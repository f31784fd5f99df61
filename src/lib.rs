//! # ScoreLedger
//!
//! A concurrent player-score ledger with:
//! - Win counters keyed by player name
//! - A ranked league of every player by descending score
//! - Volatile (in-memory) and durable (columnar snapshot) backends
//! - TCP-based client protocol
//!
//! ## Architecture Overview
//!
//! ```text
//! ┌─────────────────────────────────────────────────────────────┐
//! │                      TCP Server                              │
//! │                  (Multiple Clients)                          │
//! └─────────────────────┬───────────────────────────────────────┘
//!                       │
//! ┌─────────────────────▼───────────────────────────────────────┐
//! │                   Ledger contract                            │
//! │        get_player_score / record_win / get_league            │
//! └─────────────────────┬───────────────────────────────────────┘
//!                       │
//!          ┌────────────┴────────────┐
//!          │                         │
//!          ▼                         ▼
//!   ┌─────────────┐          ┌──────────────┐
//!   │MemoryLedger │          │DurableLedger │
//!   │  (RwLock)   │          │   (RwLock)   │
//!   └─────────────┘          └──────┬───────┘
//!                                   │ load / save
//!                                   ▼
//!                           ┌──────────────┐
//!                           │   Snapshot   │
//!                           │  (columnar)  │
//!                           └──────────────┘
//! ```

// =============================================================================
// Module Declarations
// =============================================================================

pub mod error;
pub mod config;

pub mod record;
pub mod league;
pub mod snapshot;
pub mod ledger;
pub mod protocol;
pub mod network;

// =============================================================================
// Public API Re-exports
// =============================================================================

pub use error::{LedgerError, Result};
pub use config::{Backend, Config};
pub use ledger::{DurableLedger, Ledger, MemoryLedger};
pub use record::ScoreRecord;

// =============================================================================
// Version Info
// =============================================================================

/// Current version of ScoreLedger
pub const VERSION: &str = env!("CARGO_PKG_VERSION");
·····
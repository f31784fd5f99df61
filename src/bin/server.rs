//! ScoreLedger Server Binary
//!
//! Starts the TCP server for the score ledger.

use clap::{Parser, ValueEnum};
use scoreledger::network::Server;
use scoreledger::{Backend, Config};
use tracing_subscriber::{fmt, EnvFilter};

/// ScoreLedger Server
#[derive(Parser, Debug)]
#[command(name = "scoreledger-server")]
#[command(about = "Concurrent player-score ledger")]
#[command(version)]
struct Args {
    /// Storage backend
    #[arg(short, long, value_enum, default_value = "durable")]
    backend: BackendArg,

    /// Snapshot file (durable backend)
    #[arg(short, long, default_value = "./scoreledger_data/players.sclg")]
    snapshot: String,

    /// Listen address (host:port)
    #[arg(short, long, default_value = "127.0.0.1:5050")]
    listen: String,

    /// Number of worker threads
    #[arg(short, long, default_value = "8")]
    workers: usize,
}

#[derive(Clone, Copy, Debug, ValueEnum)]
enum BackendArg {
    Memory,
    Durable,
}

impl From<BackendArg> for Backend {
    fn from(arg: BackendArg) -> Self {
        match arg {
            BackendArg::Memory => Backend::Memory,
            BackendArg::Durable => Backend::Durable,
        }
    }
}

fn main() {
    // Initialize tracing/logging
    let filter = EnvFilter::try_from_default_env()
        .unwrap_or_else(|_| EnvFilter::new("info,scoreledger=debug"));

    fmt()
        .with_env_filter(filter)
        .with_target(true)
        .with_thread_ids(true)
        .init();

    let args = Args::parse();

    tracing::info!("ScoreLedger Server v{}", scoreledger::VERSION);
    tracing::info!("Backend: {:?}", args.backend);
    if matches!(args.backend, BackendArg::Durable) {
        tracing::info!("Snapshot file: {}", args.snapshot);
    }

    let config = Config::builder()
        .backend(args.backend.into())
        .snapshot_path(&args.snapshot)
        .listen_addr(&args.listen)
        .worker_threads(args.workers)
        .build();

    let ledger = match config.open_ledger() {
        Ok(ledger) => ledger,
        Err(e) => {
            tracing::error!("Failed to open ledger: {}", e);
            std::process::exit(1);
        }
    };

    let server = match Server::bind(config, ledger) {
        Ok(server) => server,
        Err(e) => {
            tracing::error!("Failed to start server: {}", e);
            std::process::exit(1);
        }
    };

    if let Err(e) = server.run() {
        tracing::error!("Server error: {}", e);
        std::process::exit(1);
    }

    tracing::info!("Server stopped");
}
·····
(What this task involves) From the data above, copy each line that has the string "filename".

(The completed task)
filename src/lib.rs
filename src/bin/server.rs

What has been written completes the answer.